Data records
__________

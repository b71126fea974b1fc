//! FSM AI systems (stuck pre-emption, mode behavior, leash).
//!
//! Каждый тик: (a) poll застревания — высший приоритет, прерывает любой
//! режим; (b) поведение текущего режима (sensor-запросы → команды в
//! Locomotion); (c) leash-проверка. Всё синхронно внутри FixedUpdate.

use bevy::prelude::*;

use crate::ai::systems::positioning;
use crate::ai::{AIConfig, AIState, ResumeMode, StuckRecovery};
use crate::components::{Agent, PursuitTarget, SpawnAnchor};
use crate::physics::{Locomotion, ObstacleWorld};
use crate::sensing::{self, LogThrottle};
use crate::DeterministicRng;

/// Система: stuck pre-emption (высший приоритет)
///
/// Прерывает ЛЮБОЙ режим, включая teleport-ожидание другого агента.
/// Guard mode != Stuck: проверка не может перевзвести сама себя.
pub fn stuck_preemption(
    mut agents: Query<(Entity, &mut AIState, &AIConfig, &Transform), With<Agent>>,
    obstacles: Res<ObstacleWorld>,
) {
    for (entity, mut state, config, transform) in agents.iter_mut() {
        if matches!(state.as_ref(), AIState::Stuck { .. }) {
            continue;
        }

        let position = transform.translation.truncate();
        if sensing::is_stuck_to_wall(&obstacles, position, config) {
            let previous = state.resume_mode();
            crate::log(&format!(
                "🧱 AI: {:?} {} → Stuck (wall contact)",
                entity,
                state.label()
            ));
            *state = AIState::stuck(previous);
        }
    }
}

/// Система: AI FSM tick (поведение режима + leash)
///
/// Порядок приоритетов внутри Stuck: teleport countdown → forced →
/// escape-проверка → эскалация local recovery.
pub fn fsm_tick(
    mut agents: Query<
        (
            Entity,
            &mut AIState,
            &AIConfig,
            &mut Locomotion,
            &mut Transform,
            &SpawnAnchor,
            &PursuitTarget,
            &mut LogThrottle,
        ),
        With<Agent>,
    >,
    targets: Query<&Transform, Without<Agent>>,
    obstacles: Res<ObstacleWorld>,
    mut rng: ResMut<DeterministicRng>,
    time: Res<Time<Fixed>>,
) {
    let delta = time.delta_secs();

    for (entity, mut state, config, mut locomotion, mut transform, anchor, pursuit, mut throttle) in
        agents.iter_mut()
    {
        // Цель могла despawn'уться — агент просто держит текущий режим
        let Ok(target_transform) = targets.get(pursuit.0) else {
            continue;
        };
        let target_pos = target_transform.translation.truncate();
        let position = transform.translation.truncate();
        let spawn = anchor.0;

        let mut new_state = match state.as_ref() {
            AIState::Idle => {
                if sensing::can_see_target(&obstacles, position, target_pos, config) {
                    crate::log(&format!("👁️ AI: {:?} Idle → Chase (target sighted)", entity));
                    AIState::chase()
                } else {
                    AIState::Idle
                }
            }

            AIState::Chase {
                idle_timer,
                last_target_pos,
            } => {
                if !sensing::can_see_target(&obstacles, position, target_pos, config) {
                    // Ждём реакквизицию на месте (без перехода)
                    locomotion.stop();
                    AIState::Chase {
                        idle_timer: *idle_timer,
                        last_target_pos: *last_target_pos,
                    }
                } else if sensing::too_close(position, target_pos, config) {
                    crate::log(&format!("⚔️ AI: {:?} Chase → Retreat (too close)", entity));
                    // Немедленный retreat-тик в том же кадре (zero-latency)
                    retreat_tick(
                        entity,
                        &obstacles,
                        &mut locomotion,
                        position,
                        target_pos,
                        config,
                        0.0,
                        delta,
                    )
                } else {
                    let mut idle_timer = *idle_timer + delta;
                    let mut last_target_pos = *last_target_pos;

                    if idle_timer >= config.reaction_delay {
                        // Первая выдача считается "цель сместилась"
                        let target_moved = last_target_pos
                            .map_or(true, |p| p.distance(target_pos) > config.reaction_threshold);

                        if sensing::too_far(position, target_pos, config) && target_moved {
                            let point = positioning::approach_position(
                                &obstacles, position, target_pos, config,
                            );
                            locomotion.move_to(point);
                            crate::log(&format!(
                                "🏃 AI: {:?} chase reposition → {:?}",
                                entity, point
                            ));
                            idle_timer = 0.0;
                            last_target_pos = Some(target_pos);
                        }
                    }

                    AIState::Chase {
                        idle_timer,
                        last_target_pos,
                    }
                }
            }

            AIState::Retreat { idle_timer } => retreat_tick(
                entity,
                &obstacles,
                &mut locomotion,
                position,
                target_pos,
                config,
                *idle_timer,
                delta,
            ),

            AIState::Return {
                idle_timer,
                no_path_timer,
            } => {
                if position.distance(spawn) <= config.home_arrival_radius {
                    locomotion.stop();
                    crate::log(&format!("🏠 AI: {:?} Return → Idle (home)", entity));
                    AIState::Idle
                } else if sensing::is_path_clear(&obstacles, position, spawn, config) {
                    let idle_timer = *idle_timer + delta;
                    if idle_timer >= config.reaction_delay {
                        locomotion.move_to(spawn); // Идемпотентный ретаргет
                    }
                    AIState::Return {
                        idle_timer,
                        no_path_timer: 0.0,
                    }
                } else {
                    let no_path_timer = *no_path_timer + delta;
                    if no_path_timer > config.no_path_timeout {
                        // Logical stuck: контакта нет, но маршрута тоже нет.
                        // Nudge такое не чинит — local recovery пропускается.
                        crate::log(&format!(
                            "🧱 AI: {:?} Return → Stuck (path blocked {:.1}s, forced)",
                            entity, no_path_timer
                        ));
                        locomotion.stop();
                        AIState::stuck_forced(ResumeMode::Return)
                    } else {
                        AIState::Return {
                            idle_timer: *idle_timer,
                            no_path_timer,
                        }
                    }
                }
            }

            AIState::Stuck { previous, recovery } => stuck_tick(
                entity,
                &obstacles,
                &mut locomotion,
                &mut transform,
                position,
                spawn,
                config,
                *previous,
                *recovery,
                &mut rng,
                &mut throttle,
                delta,
            ),
        };

        // Leash check: всем режимам кроме Stuck и Return. Может срезать
        // Chase/Retreat посреди действия.
        if !matches!(new_state, AIState::Stuck { .. } | AIState::Return { .. })
            && position.distance(spawn) > config.leash_radius
        {
            crate::log(&format!(
                "🏠 AI: {:?} {} → Return (leash exceeded)",
                entity,
                new_state.label()
            ));
            new_state = AIState::return_home();
        }

        if *state != new_state {
            *state = new_state;
        }
    }
}

/// Один тик Retreat-поведения
///
/// Вызывается и из Retreat-ветки, и из Chase при переходе too_close
/// (немедленное исполнение в том же кадре).
fn retreat_tick(
    entity: Entity,
    obstacles: &ObstacleWorld,
    locomotion: &mut Locomotion,
    position: Vec2,
    target_pos: Vec2,
    config: &AIConfig,
    idle_timer: f32,
    delta: f32,
) -> AIState {
    if !sensing::can_see_target(obstacles, position, target_pos, config) {
        locomotion.stop();
        return AIState::Retreat { idle_timer };
    }

    if sensing::too_close(position, target_pos, config) {
        let mut idle_timer = idle_timer + delta;
        if idle_timer >= config.reaction_delay {
            let point = positioning::retreat_position(obstacles, position, target_pos, config);
            locomotion.move_to(point);
            crate::log(&format!("🏃 AI: {:?} retreat reposition → {:?}", entity, point));
            idle_timer = 0.0;
        }
        AIState::Retreat { idle_timer }
    } else {
        crate::log(&format!("⚔️ AI: {:?} Retreat → Chase (distance ok)", entity));
        AIState::chase()
    }
}

/// Один тик Stuck-recovery
///
/// teleporting → countdown; forced → сразу взводим teleport; иначе —
/// escape-проверка каждый тик, эскалирующие импульсы по таймеру,
/// исчерпание попыток взводит teleport.
fn stuck_tick(
    entity: Entity,
    obstacles: &ObstacleWorld,
    locomotion: &mut Locomotion,
    transform: &mut Transform,
    position: Vec2,
    spawn: Vec2,
    config: &AIConfig,
    previous: ResumeMode,
    mut recovery: StuckRecovery,
    rng: &mut DeterministicRng,
    throttle: &mut LogThrottle,
    delta: f32,
) -> AIState {
    if recovery.teleporting {
        recovery.teleport_timer += delta;
        if recovery.teleport_timer >= config.teleport_warning {
            // Терминальный fallback: прямой сброс позиции мимо locomotion
            transform.translation = spawn.extend(0.0);
            locomotion.stop();
            crate::log(&format!("🌀 AI: {:?} teleport → spawn, Stuck → Idle", entity));
            return AIState::Idle;
        }
        return AIState::Stuck { previous, recovery };
    }

    if recovery.forced {
        // Заблокированный маршрут nudge не чинит — сразу к teleport
        recovery.teleporting = true;
        crate::log(&format!("🌀 AI: {:?} forced stuck → teleport armed", entity));
        return AIState::Stuck { previous, recovery };
    }

    // Escape-проверка каждый тик, независимо от recovery-таймера
    if !sensing::is_stuck_to_wall(obstacles, position, config) {
        crate::log(&format!(
            "✅ AI: {:?} Stuck → {} (escaped after {} attempts)",
            entity,
            previous.label(),
            recovery.attempts
        ));
        return previous.into_state();
    }

    recovery.timer += delta;
    if recovery.timer >= config.recovery_interval {
        recovery.timer = 0.0;
        recovery.attempts += 1;

        let wall_dir = sensing::stuck_direction(obstacles, position, config, &mut rng.rng);
        if wall_dir != Vec2::ZERO {
            // Сила растёт линейно с номером попытки
            let multiplier = 1.0 + recovery.attempts as f32 * config.escalation_step;
            locomotion.unstick_in_direction(wall_dir, multiplier, &mut rng.rng);
            crate::log(&format!(
                "🧱 AI: {:?} unstick attempt {} (wall {:?}, mult {:.2})",
                entity, recovery.attempts, wall_dir, multiplier
            ));
        }

        if recovery.attempts >= config.max_recovery_attempts {
            recovery.teleporting = true;
            crate::log(&format!(
                "🌀 AI: {:?} recovery exhausted ({} attempts) → teleport armed",
                entity, recovery.attempts
            ));
        }
    } else if throttle.allow(delta) {
        crate::log(&format!(
            "AI: {:?} still stuck (attempt {}, timer {:.2})",
            entity, recovery.attempts, recovery.timer
        ));
    }

    AIState::Stuck { previous, recovery }
}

__________

List every line above that contains the word "SpawnAnchor".

use crate::components::{Agent, PursuitTarget, SpawnAnchor};
            &SpawnAnchor,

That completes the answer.